US researchers find DNA of domestic cats closely related to wild felines
Researchers find the DNA of the house cat is not far removed from that of its wild relatives
It may not surprise cat owners, but researchers have discovered that the genome of the domestic tabby differs only slightly from that of wild cats.
In other words, after 9,000 years of living alongside humans, the house cat remains only semi-domesticated.
After comparing the genome of an Abyssinian cat named Cinnamon to those of humans, tigers, cows, dogs and another white-pawed cat breed known as the Birman, researchers discovered that cats retain many of the hunting, sensory and digestive traits that are a link to their wild relatives.
Where researchers did find a signal for human influence on cat evolution, however, was in fur colour and pattern, as well as a set of genes that are thought to be associated with tameness.
“We believe we have created the first preliminary evidence that depicts domestic cats as not that far removed from wild cat populations,” said senior author Wes Warren, an associate professor of genomics at the Genome Institute at Washington University in St Louis, in the United States.
Unlike dogs, which some researchers say began their association with humans 30,000 years ago, archaeological evidence suggests cats first entered our living space more recently, when we began to grow crops.
Researchers think early farmers welcomed the felines due to their ability to hunt grain-eating rodents.
Farmers also rewarded the efficient rodent slayers with extra bits of food, researchers said.
Yet it’s only in the past 200 years that humans have placed intense selection pressure on cats, producing up to 40 different breeds, Warren said.
Warren and his colleagues said that this relatively short period of breeding was partly responsible for the modest influence domestication has had on the evolution of Felis silvestris catus.

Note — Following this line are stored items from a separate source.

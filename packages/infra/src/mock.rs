//! # テスト用モックリポジトリ
//!
//! ユースケース・ハンドラのテストで使用するインメモリ実装。
//! `test-utils` feature を有効にすることで、他クレートからも利用可能。
//!
//! ```toml
//! [dev-dependencies]
//! tlias-infra = { workspace = true, features = ["test-utils"] }
//! ```
//!
//! 並び順・絞り込み・採番は PostgreSQL 実装と同じ意味論に合わせている。
//! `failing()` で作成したモックは全メソッドがエラーを返す。

use std::sync::{Arc, Mutex};

use async_trait::async_trait;
use chrono::SubsecRound;
use tlias_domain::{
   department::{Department, DepartmentChanges, DeptId, NewDepartment},
   employee::{EmpId, Employee, EmployeeExperience, EmployeeFilter},
   pagination::Pagination,
};

use crate::{
   error::InfraError,
   repository::{DeptRepository, EmpExprRepository, EmpRepository},
};

fn storage_failure() -> InfraError {
   InfraError::unexpected("モックのストレージ障害")
}

// ===== MockDeptRepository =====

#[derive(Clone, Default)]
pub struct MockDeptRepository {
   departments: Arc<Mutex<Vec<Department>>>,
   failing:     bool,
}

impl MockDeptRepository {
   pub fn new() -> Self {
      Self::default()
   }

   pub fn failing() -> Self {
      Self {
         failing: true,
         ..Self::default()
      }
   }

   pub fn add_department(&self, department: Department) {
      self.departments.lock().unwrap().push(department);
   }

   /// 保持している部門のスナップショット（挿入順）
   pub fn departments(&self) -> Vec<Department> {
      self.departments.lock().unwrap().clone()
   }
}

#[async_trait]
impl DeptRepository for MockDeptRepository {
   async fn find_all(&self) -> Result<Vec<Department>, InfraError> {
      if self.failing {
         return Err(storage_failure());
      }
      let mut departments = self.departments.lock().unwrap().clone();
      departments.sort_by(|a, b| {
         b.updated_at()
            .cmp(&a.updated_at())
            .then_with(|| b.id().as_i32().cmp(&a.id().as_i32()))
      });
      Ok(departments)
   }

   async fn find_by_id(&self, id: &DeptId) -> Result<Option<Department>, InfraError> {
      if self.failing {
         return Err(storage_failure());
      }
      Ok(self
         .departments
         .lock()
         .unwrap()
         .iter()
         .find(|d| d.id() == *id)
         .cloned())
   }

   async fn insert(&self, new_dept: &NewDepartment) -> Result<Department, InfraError> {
      if self.failing {
         return Err(storage_failure());
      }
      let mut departments = self.departments.lock().unwrap();
      let next_id = departments
         .iter()
         .map(|d| d.id().as_i32())
         .max()
         .unwrap_or(0)
         + 1;
      // TIMESTAMPTZ と同じくマイクロ秒に丸めて保存する
      let department = Department::from_db(
         DeptId::new(next_id),
         new_dept.name().as_str().to_string(),
         new_dept.created_at().trunc_subsecs(6),
         new_dept.updated_at().trunc_subsecs(6),
      );
      departments.push(department.clone());
      Ok(department)
   }

   async fn update(&self, changes: &DepartmentChanges) -> Result<u64, InfraError> {
      if self.failing {
         return Err(storage_failure());
      }
      let mut departments = self.departments.lock().unwrap();
      let Some(pos) = departments.iter().position(|d| d.id() == changes.id()) else {
         return Ok(0);
      };
      let updated = changes.apply_to(&departments[pos]);
      departments[pos] = updated;
      Ok(1)
   }

   async fn delete(&self, id: &DeptId) -> Result<u64, InfraError> {
      if self.failing {
         return Err(storage_failure());
      }
      let mut departments = self.departments.lock().unwrap();
      let before = departments.len();
      departments.retain(|d| d.id() != *id);
      Ok((before - departments.len()) as u64)
   }
}

// ===== MockEmpRepository =====

#[derive(Clone, Default)]
pub struct MockEmpRepository {
   employees: Arc<Mutex<Vec<Employee>>>,
   failing:   bool,
}

impl MockEmpRepository {
   pub fn new() -> Self {
      Self::default()
   }

   pub fn failing() -> Self {
      Self {
         failing: true,
         ..Self::default()
      }
   }

   pub fn add_employee(&self, employee: Employee) {
      self.employees.lock().unwrap().push(employee);
   }

   fn matching(&self, filter: &EmployeeFilter) -> Vec<Employee> {
      let mut employees: Vec<Employee> = self
         .employees
         .lock()
         .unwrap()
         .iter()
         .filter(|e| filter.matches(e))
         .cloned()
         .collect();
      employees.sort_by_key(|e| e.id().as_i32());
      employees
   }
}

#[async_trait]
impl EmpRepository for MockEmpRepository {
   async fn count(&self, filter: &EmployeeFilter) -> Result<i64, InfraError> {
      if self.failing {
         return Err(storage_failure());
      }
      Ok(self.matching(filter).len() as i64)
   }

   async fn find_page(
      &self,
      filter: &EmployeeFilter,
      pagination: &Pagination,
   ) -> Result<Vec<Employee>, InfraError> {
      if self.failing {
         return Err(storage_failure());
      }
      let offset = usize::try_from(pagination.offset()).unwrap_or(usize::MAX);
      let limit = usize::try_from(pagination.limit()).unwrap_or(usize::MAX);
      Ok(self
         .matching(filter)
         .into_iter()
         .skip(offset)
         .take(limit)
         .collect())
   }

   async fn find_by_id(&self, id: &EmpId) -> Result<Option<Employee>, InfraError> {
      if self.failing {
         return Err(storage_failure());
      }
      Ok(self
         .employees
         .lock()
         .unwrap()
         .iter()
         .find(|e| e.id() == *id)
         .cloned())
   }
}

// ===== MockEmpExprRepository =====

#[derive(Clone, Default)]
pub struct MockEmpExprRepository {
   experiences: Arc<Mutex<Vec<EmployeeExperience>>>,
}

impl MockEmpExprRepository {
   pub fn new() -> Self {
      Self::default()
   }

   pub fn add_experience(&self, experience: EmployeeExperience) {
      self.experiences.lock().unwrap().push(experience);
   }
}

#[async_trait]
impl EmpExprRepository for MockEmpExprRepository {
   async fn find_by_emp_id(&self, emp_id: &EmpId) -> Result<Vec<EmployeeExperience>, InfraError> {
      let mut experiences: Vec<EmployeeExperience> = self
         .experiences
         .lock()
         .unwrap()
         .iter()
         .filter(|x| x.emp_id() == *emp_id)
         .cloned()
         .collect();
      experiences.sort_by_key(|x| (x.begin(), x.id().as_i32()));
      Ok(experiences)
   }
}

#[cfg(test)]
mod tests {
   use chrono::{DateTime, Duration, Utc};
   use pretty_assertions::assert_eq;
   use tlias_domain::department::DeptName;

   use super::*;

   fn now() -> DateTime<Utc> {
      DateTime::from_timestamp(1_700_000_000, 0).unwrap()
   }

   #[tokio::test]
   async fn test_insertは連番のidを採番する() {
      let repo = MockDeptRepository::new();

      let first = repo
         .insert(&NewDepartment::new(DeptName::new("学工部").unwrap(), now()))
         .await
         .unwrap();
      let second = repo
         .insert(&NewDepartment::new(DeptName::new("教研部").unwrap(), now()))
         .await
         .unwrap();

      assert_eq!(first.id(), DeptId::new(1));
      assert_eq!(second.id(), DeptId::new(2));
   }

   #[tokio::test]
   async fn test_find_allは更新日時の降順で同値はid降順() {
      let repo = MockDeptRepository::new();
      repo.add_department(Department::from_db(DeptId::new(1), "A".to_string(), now(), now()));
      repo.add_department(Department::from_db(DeptId::new(2), "B".to_string(), now(), now()));
      repo.add_department(Department::from_db(
         DeptId::new(3),
         "C".to_string(),
         now(),
         now() - Duration::hours(1),
      ));

      let ids: Vec<i32> = repo
         .find_all()
         .await
         .unwrap()
         .iter()
         .map(|d| d.id().as_i32())
         .collect();

      assert_eq!(ids, vec![2, 1, 3]);
   }

   #[tokio::test]
   async fn test_insertは日時をマイクロ秒に丸めて保存する() {
      let repo = MockDeptRepository::new();
      let now = DateTime::from_timestamp(1_700_000_000, 123_456_789).unwrap();

      let inserted = repo
         .insert(&NewDepartment::new(DeptName::new("学工部").unwrap(), now))
         .await
         .unwrap();

      let expected = DateTime::from_timestamp(1_700_000_000, 123_456_000).unwrap();
      assert_eq!(inserted.created_at(), expected);
      assert_eq!(repo.departments(), vec![inserted]);
   }

   #[tokio::test]
   async fn test_failingモックはエラーを返す() {
      let repo = MockDeptRepository::failing();

      assert!(repo.find_all().await.is_err());
      assert!(repo.delete(&DeptId::new(1)).await.is_err());
   }
}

However, it was not the only reason.
“Most importantly, some continue to interbreed with wild cat populations,” Warren said.
When examining the cat’s genetic make-up, the researchers found that the animals retained qualities of wild hyper-carnivores, which are hunters that eat meat almost exclusively.
“Carnivores are endowed with extremely acute sensory adaptations, allowing them to effectively locate potential prey before being discovered,” the authors wrote.
“Within carnivores, cats have the broadest hearing range, allowing them to detect both ultrasonic communication by prey as well as their movement.”
In addition to retaining eyesight that enables them to hunt in low-light conditions, cats also are able to digest high-protein, high-fat diets.